*** Opening Records for the task ***
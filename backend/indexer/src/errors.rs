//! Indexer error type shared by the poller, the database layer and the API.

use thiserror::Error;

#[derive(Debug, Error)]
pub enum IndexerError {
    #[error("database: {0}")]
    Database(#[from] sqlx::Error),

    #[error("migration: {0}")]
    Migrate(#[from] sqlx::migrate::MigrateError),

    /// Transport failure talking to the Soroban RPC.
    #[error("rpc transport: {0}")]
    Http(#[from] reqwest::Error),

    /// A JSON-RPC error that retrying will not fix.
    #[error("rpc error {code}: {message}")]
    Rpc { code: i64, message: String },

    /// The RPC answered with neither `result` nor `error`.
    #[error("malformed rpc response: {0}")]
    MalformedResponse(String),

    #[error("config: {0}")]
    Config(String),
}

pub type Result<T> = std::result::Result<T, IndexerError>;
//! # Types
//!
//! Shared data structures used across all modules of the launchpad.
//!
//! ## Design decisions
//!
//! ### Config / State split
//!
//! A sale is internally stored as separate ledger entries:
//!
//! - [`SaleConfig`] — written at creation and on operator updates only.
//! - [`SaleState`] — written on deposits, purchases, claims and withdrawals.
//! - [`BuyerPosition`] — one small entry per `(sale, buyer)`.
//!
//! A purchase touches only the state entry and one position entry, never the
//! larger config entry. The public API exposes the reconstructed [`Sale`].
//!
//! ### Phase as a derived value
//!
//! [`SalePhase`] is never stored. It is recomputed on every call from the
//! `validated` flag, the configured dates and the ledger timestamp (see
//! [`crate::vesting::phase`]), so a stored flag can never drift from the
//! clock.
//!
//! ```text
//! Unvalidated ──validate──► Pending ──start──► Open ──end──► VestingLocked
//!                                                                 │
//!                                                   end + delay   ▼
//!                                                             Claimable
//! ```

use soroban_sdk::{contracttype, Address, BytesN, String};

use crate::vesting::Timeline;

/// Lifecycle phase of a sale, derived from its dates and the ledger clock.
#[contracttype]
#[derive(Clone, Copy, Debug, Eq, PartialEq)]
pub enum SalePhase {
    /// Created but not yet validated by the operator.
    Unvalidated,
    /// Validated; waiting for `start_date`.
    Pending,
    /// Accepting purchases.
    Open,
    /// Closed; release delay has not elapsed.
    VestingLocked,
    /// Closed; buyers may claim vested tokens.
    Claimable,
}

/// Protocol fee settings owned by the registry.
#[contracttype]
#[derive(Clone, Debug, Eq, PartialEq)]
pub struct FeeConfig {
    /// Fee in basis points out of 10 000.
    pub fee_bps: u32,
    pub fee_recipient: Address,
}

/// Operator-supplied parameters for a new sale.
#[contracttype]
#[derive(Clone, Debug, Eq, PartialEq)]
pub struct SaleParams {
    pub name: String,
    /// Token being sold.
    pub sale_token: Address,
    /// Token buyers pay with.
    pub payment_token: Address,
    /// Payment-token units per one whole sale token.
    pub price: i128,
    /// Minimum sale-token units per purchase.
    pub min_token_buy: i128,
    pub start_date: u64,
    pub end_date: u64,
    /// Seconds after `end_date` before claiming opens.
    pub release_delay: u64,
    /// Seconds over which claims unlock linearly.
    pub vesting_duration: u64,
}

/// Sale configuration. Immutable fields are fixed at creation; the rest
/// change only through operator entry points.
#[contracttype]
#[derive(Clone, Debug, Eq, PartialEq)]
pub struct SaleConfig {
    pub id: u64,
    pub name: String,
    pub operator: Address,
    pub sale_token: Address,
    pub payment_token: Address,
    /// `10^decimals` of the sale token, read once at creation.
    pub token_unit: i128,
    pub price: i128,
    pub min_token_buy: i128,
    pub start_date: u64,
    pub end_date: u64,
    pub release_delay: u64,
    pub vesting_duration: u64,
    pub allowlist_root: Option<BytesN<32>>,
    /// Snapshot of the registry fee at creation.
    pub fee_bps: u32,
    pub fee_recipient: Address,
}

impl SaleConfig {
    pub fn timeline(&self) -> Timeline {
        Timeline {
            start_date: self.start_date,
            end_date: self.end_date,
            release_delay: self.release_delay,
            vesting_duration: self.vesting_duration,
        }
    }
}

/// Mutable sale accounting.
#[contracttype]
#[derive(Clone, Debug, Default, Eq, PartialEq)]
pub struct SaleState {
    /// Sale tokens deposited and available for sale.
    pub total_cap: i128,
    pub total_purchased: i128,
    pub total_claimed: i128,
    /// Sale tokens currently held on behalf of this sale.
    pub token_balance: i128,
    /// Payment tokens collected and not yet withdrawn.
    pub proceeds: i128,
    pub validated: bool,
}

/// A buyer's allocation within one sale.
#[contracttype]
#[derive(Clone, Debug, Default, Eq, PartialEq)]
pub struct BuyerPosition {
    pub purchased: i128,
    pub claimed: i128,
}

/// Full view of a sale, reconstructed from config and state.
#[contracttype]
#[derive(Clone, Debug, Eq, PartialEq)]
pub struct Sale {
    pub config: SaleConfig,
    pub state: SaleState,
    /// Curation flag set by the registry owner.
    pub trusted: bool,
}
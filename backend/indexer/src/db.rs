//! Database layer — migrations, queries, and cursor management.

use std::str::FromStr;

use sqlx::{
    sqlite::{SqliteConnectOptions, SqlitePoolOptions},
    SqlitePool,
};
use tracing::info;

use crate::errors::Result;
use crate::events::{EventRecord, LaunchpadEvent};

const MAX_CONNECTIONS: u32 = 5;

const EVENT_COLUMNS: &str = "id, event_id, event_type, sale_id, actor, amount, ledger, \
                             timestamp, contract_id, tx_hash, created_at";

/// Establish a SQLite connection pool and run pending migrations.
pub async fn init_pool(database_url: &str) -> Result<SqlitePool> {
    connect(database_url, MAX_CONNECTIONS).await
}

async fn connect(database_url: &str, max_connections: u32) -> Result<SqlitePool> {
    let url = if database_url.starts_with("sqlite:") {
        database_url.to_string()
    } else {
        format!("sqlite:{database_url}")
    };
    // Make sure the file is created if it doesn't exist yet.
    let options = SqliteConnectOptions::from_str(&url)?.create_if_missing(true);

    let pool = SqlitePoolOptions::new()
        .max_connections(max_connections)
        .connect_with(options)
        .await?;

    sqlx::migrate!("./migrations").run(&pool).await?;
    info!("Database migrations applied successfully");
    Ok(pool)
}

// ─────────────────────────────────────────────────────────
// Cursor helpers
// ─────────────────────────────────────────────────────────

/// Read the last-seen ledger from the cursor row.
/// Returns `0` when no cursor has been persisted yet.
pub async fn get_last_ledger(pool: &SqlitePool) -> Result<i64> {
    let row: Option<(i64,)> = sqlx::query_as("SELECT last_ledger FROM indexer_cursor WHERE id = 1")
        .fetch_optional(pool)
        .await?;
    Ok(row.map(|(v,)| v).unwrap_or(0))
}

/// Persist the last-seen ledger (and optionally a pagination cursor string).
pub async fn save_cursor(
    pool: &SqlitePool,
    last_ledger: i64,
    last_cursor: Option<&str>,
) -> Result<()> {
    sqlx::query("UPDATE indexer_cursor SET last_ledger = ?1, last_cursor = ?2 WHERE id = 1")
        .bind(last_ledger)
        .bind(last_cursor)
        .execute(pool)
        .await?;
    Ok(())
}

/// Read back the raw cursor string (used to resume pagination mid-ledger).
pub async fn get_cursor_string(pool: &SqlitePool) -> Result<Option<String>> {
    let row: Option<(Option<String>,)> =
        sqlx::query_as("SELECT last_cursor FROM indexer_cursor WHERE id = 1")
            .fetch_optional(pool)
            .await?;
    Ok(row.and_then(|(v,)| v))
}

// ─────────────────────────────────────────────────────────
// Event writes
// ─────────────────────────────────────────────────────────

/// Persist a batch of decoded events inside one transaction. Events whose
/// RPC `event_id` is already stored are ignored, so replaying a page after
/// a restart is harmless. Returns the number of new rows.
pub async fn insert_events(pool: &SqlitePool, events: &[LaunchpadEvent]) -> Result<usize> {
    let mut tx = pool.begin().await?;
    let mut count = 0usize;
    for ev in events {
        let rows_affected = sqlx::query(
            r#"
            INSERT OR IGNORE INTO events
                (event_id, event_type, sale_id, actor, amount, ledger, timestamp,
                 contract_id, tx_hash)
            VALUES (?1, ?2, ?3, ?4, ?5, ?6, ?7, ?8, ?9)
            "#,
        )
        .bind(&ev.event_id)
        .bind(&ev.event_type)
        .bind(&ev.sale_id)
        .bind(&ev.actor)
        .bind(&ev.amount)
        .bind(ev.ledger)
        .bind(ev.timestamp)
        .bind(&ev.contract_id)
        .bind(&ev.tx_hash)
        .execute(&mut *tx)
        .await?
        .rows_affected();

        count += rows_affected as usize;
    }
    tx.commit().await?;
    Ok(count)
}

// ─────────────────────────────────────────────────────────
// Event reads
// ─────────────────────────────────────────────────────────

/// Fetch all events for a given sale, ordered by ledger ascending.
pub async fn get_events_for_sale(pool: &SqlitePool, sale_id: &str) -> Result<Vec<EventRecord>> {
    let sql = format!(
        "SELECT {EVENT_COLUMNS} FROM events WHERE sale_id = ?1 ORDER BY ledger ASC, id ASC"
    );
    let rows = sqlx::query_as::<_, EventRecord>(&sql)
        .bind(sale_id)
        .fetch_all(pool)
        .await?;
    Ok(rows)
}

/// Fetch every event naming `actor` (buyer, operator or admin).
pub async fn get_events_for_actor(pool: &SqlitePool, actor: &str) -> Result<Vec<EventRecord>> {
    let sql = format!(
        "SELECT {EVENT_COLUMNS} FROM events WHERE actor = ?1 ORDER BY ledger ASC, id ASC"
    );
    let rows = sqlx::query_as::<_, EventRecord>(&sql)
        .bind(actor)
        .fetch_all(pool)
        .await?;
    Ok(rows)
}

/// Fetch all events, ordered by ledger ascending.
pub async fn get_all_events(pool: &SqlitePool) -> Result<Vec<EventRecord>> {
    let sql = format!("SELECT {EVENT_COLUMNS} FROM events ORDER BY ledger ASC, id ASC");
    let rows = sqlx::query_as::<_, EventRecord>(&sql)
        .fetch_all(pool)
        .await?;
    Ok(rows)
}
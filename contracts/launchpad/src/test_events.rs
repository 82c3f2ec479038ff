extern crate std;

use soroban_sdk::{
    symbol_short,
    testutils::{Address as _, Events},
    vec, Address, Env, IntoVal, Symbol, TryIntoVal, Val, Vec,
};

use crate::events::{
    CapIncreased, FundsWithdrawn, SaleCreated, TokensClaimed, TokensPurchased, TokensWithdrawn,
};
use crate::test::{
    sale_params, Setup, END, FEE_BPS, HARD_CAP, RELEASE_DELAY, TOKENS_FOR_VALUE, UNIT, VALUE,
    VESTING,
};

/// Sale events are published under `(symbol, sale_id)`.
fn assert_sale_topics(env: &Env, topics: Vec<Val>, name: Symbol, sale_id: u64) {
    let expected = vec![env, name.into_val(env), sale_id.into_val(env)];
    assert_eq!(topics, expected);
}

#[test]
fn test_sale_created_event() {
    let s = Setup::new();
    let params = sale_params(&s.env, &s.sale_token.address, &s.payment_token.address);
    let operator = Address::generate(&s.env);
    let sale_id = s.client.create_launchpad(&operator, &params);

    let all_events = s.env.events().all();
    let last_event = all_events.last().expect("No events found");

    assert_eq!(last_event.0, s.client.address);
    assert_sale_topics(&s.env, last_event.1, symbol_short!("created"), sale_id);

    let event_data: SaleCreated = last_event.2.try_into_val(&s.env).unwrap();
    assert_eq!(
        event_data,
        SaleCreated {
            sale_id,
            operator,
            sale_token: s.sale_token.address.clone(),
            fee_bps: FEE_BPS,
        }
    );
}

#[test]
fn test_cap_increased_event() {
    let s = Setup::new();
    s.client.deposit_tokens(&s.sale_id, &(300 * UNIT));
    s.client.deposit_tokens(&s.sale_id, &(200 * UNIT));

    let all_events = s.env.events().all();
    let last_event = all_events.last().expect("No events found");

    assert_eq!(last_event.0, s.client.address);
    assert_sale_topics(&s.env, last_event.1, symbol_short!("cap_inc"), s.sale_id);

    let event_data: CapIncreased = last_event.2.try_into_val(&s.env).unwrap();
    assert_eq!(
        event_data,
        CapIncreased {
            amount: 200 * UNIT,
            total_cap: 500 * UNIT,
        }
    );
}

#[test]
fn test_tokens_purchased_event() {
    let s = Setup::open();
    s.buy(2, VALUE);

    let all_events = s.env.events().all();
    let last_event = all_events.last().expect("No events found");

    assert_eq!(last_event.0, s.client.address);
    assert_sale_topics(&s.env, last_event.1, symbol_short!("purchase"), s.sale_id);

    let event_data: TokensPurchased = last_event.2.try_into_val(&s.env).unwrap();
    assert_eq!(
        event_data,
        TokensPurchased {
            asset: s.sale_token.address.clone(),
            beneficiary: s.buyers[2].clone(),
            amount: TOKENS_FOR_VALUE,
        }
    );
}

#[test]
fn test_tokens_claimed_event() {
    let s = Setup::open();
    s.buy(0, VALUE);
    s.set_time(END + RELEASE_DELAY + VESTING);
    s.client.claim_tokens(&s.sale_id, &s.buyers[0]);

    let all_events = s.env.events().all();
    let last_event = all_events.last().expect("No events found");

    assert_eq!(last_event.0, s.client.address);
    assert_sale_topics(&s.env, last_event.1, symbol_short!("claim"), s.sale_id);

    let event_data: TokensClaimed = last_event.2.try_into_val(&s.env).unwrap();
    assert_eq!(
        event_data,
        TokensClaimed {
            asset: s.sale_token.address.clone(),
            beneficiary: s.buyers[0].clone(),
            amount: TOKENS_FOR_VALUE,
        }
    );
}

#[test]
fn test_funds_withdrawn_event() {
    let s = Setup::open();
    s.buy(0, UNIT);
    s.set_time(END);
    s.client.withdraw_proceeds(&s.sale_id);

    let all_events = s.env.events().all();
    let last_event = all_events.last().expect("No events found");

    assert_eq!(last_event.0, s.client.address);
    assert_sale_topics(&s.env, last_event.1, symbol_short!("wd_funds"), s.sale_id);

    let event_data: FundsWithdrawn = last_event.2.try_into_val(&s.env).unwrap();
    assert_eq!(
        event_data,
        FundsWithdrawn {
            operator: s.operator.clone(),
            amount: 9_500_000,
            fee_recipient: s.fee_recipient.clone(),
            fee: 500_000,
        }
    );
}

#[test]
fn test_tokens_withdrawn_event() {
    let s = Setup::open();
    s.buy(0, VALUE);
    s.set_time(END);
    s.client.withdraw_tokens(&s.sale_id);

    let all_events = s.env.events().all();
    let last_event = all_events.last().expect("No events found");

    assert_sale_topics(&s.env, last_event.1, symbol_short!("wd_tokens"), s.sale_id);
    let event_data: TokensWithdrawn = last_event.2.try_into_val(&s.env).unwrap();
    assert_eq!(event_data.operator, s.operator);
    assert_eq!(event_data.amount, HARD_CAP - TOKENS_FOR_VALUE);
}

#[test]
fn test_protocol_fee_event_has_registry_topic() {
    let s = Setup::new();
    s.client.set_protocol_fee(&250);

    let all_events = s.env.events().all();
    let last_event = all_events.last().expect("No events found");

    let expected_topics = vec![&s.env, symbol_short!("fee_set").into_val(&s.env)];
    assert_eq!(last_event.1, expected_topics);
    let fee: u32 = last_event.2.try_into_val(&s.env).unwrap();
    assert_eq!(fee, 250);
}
*** Closing Records for the task ***
For every line above with the word "TokensWithdrawn" in it, make a copy.

    CapIncreased, FundsWithdrawn, SaleCreated, TokensClaimed, TokensPurchased, TokensWithdrawn,
    let event_data: TokensWithdrawn = last_event.2.try_into_val(&s.env).unwrap();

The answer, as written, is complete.